About this exercise: Copy every line of the data that includes the string "ModuleRegistry".

Collected data:
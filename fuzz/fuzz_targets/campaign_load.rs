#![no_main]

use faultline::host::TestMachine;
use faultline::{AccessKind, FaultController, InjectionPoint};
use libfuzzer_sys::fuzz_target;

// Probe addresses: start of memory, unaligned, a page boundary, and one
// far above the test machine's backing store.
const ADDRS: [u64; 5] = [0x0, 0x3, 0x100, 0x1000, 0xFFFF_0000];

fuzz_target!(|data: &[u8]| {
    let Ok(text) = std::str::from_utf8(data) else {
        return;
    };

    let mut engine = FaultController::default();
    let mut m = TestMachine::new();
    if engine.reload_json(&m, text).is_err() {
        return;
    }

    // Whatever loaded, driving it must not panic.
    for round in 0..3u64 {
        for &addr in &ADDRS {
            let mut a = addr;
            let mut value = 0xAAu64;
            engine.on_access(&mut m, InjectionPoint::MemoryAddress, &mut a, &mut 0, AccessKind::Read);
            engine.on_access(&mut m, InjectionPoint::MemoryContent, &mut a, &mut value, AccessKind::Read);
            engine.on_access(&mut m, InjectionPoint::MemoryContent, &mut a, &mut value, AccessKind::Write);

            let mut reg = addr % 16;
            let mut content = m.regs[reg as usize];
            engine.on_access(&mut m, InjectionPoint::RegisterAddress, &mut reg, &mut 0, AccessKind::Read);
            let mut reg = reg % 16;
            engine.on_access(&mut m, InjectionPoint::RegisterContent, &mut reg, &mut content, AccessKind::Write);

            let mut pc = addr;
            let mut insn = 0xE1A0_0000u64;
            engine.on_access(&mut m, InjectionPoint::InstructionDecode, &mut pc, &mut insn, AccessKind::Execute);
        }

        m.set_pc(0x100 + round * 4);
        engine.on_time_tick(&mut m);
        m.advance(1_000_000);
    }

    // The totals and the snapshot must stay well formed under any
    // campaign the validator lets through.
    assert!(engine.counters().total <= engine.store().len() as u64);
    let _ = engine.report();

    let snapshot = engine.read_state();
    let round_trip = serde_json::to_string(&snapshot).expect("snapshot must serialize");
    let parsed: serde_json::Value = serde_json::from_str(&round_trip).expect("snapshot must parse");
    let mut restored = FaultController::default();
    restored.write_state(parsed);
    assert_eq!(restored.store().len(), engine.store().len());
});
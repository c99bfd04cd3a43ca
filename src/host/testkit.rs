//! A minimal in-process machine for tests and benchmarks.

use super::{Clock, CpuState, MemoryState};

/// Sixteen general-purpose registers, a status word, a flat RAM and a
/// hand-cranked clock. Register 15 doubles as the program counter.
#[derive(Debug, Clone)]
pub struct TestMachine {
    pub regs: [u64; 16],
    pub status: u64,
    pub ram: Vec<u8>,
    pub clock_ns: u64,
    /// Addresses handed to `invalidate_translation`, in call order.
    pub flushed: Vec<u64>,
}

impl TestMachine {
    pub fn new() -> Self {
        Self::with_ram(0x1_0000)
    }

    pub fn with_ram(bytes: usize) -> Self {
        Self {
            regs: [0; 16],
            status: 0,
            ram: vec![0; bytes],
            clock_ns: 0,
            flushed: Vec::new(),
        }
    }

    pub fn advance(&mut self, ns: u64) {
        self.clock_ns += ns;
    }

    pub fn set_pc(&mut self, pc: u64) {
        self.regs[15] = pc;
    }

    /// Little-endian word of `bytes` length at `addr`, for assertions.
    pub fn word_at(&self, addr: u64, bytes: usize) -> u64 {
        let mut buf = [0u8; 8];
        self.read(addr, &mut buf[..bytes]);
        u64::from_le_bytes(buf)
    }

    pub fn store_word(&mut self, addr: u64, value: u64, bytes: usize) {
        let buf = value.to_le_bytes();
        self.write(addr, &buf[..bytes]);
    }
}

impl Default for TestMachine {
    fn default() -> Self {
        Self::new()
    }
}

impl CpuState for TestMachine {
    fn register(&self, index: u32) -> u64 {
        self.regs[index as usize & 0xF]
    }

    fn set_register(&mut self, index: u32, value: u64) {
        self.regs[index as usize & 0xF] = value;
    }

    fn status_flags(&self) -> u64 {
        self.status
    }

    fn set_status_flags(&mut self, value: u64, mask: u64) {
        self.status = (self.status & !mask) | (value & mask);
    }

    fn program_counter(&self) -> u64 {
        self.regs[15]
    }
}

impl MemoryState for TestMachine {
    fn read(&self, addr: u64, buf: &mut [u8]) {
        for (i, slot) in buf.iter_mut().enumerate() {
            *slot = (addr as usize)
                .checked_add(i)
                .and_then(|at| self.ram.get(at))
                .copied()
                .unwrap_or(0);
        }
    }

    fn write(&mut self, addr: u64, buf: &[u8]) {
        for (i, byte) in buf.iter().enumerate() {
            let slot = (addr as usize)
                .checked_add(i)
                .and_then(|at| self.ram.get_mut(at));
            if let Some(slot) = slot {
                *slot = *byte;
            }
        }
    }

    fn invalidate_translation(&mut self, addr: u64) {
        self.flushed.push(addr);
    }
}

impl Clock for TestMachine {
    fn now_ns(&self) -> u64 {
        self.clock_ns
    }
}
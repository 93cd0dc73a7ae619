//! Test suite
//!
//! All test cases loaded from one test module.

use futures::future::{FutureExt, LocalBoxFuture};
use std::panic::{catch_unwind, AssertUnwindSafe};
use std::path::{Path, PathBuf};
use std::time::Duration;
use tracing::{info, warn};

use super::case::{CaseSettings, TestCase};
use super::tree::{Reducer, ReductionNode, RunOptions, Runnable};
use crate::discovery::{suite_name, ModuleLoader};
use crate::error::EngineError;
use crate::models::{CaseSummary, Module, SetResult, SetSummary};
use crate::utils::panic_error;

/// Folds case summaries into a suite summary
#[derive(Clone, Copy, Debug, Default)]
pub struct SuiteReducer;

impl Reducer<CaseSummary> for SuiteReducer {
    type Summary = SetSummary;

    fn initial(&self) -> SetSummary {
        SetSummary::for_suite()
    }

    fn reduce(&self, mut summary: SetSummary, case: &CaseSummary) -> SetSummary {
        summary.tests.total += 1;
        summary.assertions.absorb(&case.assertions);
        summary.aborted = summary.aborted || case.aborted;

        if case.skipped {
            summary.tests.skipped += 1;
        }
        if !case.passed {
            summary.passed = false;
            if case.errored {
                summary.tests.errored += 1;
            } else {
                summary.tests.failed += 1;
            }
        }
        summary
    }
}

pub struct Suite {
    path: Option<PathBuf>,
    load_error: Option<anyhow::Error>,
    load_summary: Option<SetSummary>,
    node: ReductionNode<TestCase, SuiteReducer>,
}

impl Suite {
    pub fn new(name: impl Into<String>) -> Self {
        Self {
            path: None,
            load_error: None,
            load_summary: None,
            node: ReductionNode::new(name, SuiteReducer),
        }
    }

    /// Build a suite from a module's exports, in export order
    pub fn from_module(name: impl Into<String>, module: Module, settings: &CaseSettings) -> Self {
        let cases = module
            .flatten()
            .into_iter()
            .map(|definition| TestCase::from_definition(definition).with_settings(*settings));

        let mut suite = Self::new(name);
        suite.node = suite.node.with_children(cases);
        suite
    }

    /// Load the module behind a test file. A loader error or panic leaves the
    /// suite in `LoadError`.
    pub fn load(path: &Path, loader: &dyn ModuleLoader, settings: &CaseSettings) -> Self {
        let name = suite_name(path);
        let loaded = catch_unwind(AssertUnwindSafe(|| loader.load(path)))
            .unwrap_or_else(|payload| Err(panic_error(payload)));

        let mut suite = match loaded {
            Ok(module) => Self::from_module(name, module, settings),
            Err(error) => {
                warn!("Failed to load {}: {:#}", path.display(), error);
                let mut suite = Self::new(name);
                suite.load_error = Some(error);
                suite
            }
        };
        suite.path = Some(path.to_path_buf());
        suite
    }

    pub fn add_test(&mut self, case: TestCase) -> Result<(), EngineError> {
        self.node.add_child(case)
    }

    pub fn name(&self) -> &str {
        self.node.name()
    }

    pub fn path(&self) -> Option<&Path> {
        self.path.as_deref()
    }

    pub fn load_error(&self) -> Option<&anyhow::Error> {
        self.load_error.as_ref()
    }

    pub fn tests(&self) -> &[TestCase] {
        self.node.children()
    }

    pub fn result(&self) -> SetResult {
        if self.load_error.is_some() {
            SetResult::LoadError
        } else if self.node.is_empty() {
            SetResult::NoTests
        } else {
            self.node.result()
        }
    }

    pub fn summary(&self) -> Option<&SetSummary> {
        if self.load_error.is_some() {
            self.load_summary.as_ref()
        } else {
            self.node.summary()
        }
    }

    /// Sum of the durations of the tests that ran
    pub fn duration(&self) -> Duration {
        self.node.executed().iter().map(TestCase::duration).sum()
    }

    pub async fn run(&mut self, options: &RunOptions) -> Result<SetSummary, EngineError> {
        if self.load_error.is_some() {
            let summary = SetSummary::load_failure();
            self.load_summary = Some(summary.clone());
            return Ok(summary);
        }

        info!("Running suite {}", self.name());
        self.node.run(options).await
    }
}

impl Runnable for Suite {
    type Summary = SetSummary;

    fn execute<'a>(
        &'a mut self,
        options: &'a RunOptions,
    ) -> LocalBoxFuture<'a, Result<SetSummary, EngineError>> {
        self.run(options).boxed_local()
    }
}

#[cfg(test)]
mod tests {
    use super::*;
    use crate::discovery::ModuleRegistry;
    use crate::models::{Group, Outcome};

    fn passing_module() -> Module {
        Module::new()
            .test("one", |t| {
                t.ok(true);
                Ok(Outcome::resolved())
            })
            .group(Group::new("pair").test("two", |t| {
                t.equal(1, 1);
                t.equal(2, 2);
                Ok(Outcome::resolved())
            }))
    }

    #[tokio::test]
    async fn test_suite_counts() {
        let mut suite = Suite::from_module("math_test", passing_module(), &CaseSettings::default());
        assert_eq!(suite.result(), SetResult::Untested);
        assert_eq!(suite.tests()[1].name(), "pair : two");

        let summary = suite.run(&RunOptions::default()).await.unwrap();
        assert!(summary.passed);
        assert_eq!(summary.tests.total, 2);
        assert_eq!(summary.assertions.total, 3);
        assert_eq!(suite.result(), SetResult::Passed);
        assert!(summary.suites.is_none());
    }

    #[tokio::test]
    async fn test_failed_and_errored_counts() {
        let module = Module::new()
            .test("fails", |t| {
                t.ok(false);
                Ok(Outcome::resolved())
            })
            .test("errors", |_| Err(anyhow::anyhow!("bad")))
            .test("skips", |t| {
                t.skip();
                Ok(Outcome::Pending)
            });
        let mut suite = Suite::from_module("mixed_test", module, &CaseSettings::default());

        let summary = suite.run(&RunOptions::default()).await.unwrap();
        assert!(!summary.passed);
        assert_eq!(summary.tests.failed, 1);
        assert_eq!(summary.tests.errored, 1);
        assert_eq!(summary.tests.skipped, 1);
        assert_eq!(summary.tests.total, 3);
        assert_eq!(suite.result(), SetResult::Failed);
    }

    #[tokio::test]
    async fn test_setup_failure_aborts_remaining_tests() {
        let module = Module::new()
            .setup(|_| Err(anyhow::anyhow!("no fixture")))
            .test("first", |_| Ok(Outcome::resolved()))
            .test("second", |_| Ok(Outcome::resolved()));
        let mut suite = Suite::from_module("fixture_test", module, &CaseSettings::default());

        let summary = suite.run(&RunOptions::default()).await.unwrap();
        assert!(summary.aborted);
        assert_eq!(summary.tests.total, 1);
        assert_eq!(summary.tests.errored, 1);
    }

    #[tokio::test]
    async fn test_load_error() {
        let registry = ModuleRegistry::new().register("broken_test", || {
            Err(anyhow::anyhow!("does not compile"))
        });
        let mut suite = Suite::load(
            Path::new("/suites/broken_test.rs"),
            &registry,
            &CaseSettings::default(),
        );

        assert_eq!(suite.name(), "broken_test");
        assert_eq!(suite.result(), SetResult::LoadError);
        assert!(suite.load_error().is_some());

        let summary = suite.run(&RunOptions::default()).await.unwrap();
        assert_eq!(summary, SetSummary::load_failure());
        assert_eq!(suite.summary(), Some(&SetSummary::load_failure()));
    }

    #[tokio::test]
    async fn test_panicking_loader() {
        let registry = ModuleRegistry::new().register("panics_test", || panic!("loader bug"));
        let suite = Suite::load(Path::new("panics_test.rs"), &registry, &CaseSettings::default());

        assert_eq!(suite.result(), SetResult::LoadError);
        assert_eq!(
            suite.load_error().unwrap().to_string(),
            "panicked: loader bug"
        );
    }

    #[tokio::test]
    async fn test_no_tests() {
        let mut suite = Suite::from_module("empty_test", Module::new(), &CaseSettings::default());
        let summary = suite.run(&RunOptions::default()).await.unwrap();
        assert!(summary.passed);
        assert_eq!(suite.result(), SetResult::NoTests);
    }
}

Task answer:
    use crate::discovery::ModuleRegistry;
        let registry = ModuleRegistry::new().register("broken_test", || {
        let registry = ModuleRegistry::new().register("panics_test", || panic!("loader bug"));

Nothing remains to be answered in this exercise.